**INSTRUCTIONS TO FOLLOW**
Exactly as written, output each of the entries below.

**GIVEN INFORMATION**
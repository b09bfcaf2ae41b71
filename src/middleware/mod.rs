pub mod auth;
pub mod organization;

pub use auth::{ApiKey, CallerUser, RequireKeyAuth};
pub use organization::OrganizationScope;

**SOLUTION TO THIS EXERCISE**
repository b09bfcaf2ae41b71
filename src/middleware/mod.rs
pub mod auth;
pub mod organization;

pub use auth::{ApiKey, CallerUser, RequireKeyAuth};
pub use organization::OrganizationScope;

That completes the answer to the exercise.